● Goal of the exercise:
Since only part of the material below is wanted, output exactly the lines from the one with "pub fn save(&self, config: &Config)" up to and including the one with "fs::rename(&tmp, &self.path)?;".

● The input:

<<<<

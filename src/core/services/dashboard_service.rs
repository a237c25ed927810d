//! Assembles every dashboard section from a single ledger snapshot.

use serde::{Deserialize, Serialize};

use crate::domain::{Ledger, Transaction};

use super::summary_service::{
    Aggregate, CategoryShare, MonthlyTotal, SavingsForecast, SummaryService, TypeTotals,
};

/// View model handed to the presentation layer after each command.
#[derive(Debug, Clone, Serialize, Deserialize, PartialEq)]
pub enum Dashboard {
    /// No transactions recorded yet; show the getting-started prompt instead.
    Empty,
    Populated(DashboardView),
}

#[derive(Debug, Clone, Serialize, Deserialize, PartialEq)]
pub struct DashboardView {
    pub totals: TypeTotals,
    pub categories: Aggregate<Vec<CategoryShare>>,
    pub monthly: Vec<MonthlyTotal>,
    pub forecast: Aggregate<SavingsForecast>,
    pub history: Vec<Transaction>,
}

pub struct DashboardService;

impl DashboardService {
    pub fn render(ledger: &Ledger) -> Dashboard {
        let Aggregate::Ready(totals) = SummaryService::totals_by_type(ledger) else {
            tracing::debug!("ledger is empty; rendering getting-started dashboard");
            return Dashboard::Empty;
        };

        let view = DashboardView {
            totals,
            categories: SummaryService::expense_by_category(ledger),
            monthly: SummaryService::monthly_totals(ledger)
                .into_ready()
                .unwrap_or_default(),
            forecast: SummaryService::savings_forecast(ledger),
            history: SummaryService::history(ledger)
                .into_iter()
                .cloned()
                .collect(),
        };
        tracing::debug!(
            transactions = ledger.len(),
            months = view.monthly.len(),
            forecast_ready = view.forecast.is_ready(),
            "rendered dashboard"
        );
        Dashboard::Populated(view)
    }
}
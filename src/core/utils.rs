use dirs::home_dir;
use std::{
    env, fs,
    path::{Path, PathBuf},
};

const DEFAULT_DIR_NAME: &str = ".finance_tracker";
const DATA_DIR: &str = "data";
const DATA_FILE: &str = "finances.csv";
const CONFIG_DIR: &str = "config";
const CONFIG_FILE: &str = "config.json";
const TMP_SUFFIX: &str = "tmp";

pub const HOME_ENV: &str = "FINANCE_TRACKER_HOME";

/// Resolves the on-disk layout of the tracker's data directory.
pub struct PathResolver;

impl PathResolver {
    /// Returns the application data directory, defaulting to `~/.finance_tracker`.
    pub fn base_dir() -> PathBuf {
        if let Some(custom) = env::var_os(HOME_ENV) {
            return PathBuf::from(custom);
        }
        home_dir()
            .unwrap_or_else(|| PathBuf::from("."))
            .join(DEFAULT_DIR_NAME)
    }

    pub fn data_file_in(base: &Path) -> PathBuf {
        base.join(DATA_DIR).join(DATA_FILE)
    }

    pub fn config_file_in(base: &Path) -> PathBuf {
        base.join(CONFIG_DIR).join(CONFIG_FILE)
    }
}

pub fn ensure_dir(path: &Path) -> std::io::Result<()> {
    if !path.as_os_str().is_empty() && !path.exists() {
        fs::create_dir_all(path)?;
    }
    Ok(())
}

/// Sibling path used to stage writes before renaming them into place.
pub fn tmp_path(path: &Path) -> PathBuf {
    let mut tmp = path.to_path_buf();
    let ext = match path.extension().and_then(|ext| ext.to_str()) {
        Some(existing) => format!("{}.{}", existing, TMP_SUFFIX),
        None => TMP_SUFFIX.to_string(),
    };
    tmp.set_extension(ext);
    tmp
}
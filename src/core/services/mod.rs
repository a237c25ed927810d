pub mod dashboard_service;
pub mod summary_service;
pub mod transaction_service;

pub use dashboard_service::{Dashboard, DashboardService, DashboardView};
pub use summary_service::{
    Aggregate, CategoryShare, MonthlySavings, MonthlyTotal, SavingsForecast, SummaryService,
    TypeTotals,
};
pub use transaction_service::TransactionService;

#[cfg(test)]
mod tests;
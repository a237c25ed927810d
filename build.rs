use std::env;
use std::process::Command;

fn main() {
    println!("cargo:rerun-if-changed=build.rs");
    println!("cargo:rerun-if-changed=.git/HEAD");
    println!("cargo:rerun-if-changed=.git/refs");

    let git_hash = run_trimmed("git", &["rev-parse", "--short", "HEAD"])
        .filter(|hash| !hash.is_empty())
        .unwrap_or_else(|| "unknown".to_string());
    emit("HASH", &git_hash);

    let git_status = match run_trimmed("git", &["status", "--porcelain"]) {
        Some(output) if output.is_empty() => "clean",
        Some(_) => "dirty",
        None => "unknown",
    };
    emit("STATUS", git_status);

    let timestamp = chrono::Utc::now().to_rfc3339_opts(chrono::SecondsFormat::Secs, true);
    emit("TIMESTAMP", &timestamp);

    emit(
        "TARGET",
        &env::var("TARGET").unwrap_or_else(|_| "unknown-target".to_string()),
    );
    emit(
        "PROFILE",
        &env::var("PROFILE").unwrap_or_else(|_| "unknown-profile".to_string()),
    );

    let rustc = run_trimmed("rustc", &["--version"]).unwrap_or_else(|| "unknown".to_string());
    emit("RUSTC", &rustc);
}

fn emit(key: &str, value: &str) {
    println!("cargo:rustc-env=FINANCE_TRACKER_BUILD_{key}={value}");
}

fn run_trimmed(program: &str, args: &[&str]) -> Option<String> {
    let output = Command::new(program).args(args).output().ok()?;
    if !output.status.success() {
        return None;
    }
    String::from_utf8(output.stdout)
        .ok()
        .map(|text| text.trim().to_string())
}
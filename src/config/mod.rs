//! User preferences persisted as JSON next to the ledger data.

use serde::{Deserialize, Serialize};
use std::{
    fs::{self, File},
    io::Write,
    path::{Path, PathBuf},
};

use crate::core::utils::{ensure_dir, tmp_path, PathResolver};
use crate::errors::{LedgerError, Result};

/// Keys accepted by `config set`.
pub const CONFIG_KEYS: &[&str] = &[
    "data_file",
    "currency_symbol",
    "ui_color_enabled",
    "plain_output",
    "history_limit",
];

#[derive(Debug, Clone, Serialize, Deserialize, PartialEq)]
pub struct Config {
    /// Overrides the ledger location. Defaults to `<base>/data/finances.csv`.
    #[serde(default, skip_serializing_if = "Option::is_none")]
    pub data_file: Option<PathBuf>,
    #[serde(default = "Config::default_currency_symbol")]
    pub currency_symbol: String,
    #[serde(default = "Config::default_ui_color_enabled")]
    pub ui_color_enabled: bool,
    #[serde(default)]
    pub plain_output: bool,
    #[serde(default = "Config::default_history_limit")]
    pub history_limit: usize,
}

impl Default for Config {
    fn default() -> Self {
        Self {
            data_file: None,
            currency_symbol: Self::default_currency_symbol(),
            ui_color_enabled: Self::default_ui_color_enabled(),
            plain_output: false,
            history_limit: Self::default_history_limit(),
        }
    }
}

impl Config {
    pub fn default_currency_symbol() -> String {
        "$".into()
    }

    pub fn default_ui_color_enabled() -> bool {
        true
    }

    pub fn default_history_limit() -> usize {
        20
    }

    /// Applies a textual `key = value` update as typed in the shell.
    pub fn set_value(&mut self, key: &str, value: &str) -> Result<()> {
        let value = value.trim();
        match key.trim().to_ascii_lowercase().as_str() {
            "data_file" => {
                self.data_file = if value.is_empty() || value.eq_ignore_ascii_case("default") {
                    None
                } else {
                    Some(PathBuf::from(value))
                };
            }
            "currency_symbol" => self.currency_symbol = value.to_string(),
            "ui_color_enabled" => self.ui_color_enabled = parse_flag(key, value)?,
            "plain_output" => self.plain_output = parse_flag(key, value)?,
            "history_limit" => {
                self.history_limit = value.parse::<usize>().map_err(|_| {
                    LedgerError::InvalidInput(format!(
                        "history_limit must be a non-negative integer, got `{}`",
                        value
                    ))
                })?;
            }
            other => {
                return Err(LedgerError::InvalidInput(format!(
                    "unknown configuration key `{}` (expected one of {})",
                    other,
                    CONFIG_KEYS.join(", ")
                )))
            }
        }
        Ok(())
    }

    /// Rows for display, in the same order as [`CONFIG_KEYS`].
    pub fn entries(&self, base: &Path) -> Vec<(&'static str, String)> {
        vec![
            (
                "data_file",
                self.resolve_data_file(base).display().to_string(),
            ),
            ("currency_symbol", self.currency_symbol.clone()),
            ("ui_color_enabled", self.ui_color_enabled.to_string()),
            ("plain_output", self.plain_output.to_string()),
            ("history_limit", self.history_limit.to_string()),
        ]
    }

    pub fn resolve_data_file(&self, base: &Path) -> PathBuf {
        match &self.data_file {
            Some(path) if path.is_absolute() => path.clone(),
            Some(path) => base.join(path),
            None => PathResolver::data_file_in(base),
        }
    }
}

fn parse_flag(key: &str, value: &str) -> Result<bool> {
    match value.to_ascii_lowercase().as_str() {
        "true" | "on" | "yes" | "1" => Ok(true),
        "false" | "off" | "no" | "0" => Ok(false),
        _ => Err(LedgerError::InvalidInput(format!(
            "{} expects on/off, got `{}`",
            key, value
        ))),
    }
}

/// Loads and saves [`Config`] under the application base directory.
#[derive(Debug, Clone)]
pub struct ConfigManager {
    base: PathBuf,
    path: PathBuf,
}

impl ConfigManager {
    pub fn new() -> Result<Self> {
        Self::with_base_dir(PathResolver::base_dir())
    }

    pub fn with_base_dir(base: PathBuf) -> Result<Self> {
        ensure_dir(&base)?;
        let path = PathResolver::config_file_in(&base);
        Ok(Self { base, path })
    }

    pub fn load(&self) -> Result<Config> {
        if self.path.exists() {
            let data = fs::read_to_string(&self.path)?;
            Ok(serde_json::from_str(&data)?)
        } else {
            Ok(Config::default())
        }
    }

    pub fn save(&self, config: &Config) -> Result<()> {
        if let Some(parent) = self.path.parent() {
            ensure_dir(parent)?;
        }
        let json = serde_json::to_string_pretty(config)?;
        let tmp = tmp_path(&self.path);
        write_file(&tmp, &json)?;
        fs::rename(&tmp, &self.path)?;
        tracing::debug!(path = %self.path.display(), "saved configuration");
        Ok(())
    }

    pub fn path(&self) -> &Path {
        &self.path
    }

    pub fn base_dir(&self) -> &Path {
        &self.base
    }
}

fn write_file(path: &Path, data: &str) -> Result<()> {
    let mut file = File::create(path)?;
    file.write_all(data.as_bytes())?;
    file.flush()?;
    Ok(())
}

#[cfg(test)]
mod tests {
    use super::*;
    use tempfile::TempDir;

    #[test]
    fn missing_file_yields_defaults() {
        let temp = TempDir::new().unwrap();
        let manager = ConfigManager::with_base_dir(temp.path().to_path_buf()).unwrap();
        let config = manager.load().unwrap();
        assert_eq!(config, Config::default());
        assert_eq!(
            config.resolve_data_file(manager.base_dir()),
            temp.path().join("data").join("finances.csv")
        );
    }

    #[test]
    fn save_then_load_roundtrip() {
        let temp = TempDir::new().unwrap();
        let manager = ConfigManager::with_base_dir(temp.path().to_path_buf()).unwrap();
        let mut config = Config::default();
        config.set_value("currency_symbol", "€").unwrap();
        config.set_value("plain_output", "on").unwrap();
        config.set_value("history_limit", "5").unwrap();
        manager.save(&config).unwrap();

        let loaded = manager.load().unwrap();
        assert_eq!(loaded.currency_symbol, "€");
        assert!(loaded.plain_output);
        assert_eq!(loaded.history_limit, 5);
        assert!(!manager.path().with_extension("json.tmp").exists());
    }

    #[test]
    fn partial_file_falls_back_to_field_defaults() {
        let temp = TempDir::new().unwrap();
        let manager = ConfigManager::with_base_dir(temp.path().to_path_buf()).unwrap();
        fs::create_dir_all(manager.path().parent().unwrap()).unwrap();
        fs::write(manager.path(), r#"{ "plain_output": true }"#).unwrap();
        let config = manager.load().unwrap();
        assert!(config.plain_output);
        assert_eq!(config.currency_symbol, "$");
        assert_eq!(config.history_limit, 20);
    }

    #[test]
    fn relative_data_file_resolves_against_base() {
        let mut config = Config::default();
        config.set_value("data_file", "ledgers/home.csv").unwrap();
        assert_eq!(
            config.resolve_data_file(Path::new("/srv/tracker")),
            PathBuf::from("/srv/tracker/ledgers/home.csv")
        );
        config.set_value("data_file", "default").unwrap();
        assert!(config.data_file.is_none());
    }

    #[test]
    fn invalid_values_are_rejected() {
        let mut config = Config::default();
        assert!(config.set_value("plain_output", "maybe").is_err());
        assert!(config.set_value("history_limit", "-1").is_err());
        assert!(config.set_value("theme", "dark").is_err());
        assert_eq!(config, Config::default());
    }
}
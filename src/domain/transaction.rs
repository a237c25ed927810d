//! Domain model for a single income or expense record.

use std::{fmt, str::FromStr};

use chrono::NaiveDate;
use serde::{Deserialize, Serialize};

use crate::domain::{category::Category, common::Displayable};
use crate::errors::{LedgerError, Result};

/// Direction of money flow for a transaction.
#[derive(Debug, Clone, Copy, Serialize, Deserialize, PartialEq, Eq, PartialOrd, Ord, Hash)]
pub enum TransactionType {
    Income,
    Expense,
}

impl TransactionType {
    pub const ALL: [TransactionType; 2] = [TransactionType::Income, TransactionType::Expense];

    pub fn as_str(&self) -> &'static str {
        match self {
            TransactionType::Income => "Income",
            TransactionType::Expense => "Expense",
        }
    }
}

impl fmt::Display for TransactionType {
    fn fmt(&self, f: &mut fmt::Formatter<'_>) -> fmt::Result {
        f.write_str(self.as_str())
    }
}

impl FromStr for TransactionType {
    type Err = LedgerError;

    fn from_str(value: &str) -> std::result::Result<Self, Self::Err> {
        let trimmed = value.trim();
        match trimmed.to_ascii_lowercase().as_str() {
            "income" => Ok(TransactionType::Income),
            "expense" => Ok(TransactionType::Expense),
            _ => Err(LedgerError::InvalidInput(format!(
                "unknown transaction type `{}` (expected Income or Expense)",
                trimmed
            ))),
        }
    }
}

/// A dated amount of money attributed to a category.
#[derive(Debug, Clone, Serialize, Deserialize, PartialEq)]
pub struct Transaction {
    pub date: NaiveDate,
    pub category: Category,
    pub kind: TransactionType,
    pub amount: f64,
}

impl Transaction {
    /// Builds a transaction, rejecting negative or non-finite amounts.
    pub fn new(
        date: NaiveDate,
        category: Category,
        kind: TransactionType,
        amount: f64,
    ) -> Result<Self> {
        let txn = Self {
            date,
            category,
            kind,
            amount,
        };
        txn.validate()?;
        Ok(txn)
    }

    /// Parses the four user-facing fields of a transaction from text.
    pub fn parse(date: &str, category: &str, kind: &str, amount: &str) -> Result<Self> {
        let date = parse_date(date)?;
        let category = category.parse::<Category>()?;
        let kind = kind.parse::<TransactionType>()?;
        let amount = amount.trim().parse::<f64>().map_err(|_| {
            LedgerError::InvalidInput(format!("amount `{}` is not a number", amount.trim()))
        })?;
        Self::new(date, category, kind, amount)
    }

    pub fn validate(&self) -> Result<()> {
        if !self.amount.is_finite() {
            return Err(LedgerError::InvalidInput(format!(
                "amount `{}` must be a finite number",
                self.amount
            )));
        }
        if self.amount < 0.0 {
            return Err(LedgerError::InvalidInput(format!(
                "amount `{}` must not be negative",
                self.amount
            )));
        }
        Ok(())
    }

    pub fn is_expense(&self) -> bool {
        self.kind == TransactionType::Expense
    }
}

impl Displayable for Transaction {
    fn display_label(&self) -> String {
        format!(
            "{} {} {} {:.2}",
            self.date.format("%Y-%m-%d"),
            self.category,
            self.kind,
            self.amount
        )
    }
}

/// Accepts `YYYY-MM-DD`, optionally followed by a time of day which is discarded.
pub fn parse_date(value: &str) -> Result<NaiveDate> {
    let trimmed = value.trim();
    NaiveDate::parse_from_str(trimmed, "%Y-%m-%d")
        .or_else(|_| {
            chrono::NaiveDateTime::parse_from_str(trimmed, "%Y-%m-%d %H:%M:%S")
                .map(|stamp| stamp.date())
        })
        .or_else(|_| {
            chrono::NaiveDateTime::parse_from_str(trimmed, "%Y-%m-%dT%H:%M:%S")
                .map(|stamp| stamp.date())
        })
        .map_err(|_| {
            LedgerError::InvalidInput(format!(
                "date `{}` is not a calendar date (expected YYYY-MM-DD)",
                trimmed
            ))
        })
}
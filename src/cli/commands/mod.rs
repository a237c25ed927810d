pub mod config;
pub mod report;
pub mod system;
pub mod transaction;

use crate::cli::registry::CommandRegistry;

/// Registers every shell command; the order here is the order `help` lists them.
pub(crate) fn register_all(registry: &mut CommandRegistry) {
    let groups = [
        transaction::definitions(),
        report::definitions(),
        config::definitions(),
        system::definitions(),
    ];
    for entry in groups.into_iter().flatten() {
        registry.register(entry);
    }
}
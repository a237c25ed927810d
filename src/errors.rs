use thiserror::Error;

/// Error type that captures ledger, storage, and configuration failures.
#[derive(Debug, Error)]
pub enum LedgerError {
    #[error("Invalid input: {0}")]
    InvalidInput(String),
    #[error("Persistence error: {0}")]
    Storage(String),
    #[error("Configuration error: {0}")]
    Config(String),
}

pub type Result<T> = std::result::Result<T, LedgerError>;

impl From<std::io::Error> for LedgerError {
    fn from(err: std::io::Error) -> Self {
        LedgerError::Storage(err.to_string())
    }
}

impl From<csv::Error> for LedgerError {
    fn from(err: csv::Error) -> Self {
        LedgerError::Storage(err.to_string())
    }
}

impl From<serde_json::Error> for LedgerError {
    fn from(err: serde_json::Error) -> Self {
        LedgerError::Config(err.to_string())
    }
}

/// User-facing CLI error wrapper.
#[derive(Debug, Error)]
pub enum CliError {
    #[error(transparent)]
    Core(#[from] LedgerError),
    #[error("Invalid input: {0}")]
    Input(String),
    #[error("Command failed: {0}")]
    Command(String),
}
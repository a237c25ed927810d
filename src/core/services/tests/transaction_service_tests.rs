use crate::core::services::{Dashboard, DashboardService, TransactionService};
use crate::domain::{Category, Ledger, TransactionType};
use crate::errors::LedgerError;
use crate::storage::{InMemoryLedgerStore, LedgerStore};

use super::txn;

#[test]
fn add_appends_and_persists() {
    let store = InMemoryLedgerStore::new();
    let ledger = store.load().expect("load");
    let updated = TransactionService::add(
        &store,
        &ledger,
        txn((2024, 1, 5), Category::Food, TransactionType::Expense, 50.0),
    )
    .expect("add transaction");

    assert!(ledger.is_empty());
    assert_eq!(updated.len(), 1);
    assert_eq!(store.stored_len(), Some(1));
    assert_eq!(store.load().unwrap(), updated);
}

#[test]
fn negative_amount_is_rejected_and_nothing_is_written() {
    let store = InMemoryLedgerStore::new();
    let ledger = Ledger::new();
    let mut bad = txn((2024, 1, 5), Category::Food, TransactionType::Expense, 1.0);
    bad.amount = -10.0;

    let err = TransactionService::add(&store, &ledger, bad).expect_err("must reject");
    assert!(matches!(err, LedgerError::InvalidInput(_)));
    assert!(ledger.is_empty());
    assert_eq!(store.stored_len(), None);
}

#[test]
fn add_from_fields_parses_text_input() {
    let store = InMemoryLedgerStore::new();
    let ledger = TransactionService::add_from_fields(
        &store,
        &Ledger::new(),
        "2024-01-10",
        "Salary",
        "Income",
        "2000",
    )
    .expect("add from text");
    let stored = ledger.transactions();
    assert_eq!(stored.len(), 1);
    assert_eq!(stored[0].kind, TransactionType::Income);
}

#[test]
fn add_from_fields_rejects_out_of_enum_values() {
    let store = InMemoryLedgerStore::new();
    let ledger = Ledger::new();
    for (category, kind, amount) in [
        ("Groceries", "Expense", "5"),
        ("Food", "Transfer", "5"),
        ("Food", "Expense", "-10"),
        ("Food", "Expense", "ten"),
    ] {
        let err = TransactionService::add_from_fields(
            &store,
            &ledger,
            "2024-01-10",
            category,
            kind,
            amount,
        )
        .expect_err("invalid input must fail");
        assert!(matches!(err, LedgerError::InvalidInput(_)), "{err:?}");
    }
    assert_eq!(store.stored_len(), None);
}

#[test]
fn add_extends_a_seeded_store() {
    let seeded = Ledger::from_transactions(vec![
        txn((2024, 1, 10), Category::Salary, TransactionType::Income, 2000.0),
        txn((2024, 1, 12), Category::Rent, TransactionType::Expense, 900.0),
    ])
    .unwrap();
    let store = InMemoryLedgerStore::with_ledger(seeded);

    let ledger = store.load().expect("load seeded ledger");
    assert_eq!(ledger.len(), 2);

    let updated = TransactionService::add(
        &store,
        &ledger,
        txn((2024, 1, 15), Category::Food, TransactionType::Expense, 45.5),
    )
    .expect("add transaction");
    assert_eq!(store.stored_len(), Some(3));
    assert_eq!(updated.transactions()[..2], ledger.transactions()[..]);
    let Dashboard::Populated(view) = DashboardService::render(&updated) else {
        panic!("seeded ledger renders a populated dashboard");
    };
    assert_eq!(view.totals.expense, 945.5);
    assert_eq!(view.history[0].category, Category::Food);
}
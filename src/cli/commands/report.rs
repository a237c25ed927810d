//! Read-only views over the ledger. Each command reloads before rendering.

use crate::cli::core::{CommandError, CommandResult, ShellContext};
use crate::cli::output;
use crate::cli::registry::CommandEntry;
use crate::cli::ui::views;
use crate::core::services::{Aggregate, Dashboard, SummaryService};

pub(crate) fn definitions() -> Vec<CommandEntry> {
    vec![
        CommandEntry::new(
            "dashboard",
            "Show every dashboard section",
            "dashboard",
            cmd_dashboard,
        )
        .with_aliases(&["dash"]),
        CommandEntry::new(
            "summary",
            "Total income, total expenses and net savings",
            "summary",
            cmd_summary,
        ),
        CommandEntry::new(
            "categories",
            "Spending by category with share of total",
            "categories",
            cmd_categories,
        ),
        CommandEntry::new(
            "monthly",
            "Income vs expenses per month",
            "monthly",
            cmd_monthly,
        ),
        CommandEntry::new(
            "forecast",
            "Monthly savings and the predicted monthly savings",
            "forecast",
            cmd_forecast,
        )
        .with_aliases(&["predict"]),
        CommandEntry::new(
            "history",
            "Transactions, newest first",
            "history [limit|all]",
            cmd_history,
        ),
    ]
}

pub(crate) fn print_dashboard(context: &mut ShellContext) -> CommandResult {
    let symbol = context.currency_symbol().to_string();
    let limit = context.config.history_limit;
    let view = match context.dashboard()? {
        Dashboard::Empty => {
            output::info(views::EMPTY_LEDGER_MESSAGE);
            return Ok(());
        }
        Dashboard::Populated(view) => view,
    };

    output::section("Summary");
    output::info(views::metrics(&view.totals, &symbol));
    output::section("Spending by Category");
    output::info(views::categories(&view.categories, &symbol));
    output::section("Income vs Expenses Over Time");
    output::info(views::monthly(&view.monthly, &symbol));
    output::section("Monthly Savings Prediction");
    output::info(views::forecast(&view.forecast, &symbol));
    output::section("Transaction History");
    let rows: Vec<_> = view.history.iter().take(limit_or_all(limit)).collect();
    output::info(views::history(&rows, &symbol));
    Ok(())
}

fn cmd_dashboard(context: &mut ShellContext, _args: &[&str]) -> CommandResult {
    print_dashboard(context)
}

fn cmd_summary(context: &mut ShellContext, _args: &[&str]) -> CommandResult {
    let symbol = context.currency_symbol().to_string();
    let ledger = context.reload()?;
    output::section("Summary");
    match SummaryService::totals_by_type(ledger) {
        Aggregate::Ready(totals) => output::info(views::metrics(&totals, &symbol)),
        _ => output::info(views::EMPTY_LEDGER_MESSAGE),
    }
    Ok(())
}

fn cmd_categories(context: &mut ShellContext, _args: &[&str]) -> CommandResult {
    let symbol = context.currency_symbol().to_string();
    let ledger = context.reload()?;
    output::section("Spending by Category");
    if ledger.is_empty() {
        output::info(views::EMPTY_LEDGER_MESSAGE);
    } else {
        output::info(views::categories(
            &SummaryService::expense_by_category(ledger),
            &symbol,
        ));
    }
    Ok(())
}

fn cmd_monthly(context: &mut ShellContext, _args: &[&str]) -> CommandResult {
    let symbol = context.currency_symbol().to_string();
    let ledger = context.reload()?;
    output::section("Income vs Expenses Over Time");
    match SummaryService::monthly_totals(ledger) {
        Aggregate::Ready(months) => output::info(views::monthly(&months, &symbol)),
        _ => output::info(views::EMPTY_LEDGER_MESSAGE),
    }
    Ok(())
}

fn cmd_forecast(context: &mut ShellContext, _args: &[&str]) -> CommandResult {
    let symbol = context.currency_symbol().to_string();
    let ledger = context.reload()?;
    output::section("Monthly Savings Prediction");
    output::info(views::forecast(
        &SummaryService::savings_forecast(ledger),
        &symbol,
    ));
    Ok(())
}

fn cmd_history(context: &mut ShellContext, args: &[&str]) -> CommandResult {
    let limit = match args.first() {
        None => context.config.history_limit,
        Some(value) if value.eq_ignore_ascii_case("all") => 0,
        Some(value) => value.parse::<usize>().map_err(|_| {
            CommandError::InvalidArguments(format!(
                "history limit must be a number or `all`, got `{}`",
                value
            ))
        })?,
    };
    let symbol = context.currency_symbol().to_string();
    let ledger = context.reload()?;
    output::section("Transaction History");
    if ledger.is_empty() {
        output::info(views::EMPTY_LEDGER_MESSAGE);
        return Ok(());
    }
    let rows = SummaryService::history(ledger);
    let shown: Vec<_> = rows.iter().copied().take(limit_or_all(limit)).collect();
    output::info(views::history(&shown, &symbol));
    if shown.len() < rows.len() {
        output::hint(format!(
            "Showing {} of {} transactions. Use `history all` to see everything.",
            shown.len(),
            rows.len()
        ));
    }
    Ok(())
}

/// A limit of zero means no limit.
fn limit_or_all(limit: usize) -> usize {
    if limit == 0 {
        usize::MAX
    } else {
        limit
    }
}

>>>>

● Result:
    pub fn save(&self, config: &Config) -> Result<()> {
        if let Some(parent) = self.path.parent() {
            ensure_dir(parent)?;
        }
        let json = serde_json::to_string_pretty(config)?;
        let tmp = tmp_path(&self.path);
        write_file(&tmp, &json)?;
        fs::rename(&tmp, &self.path)?;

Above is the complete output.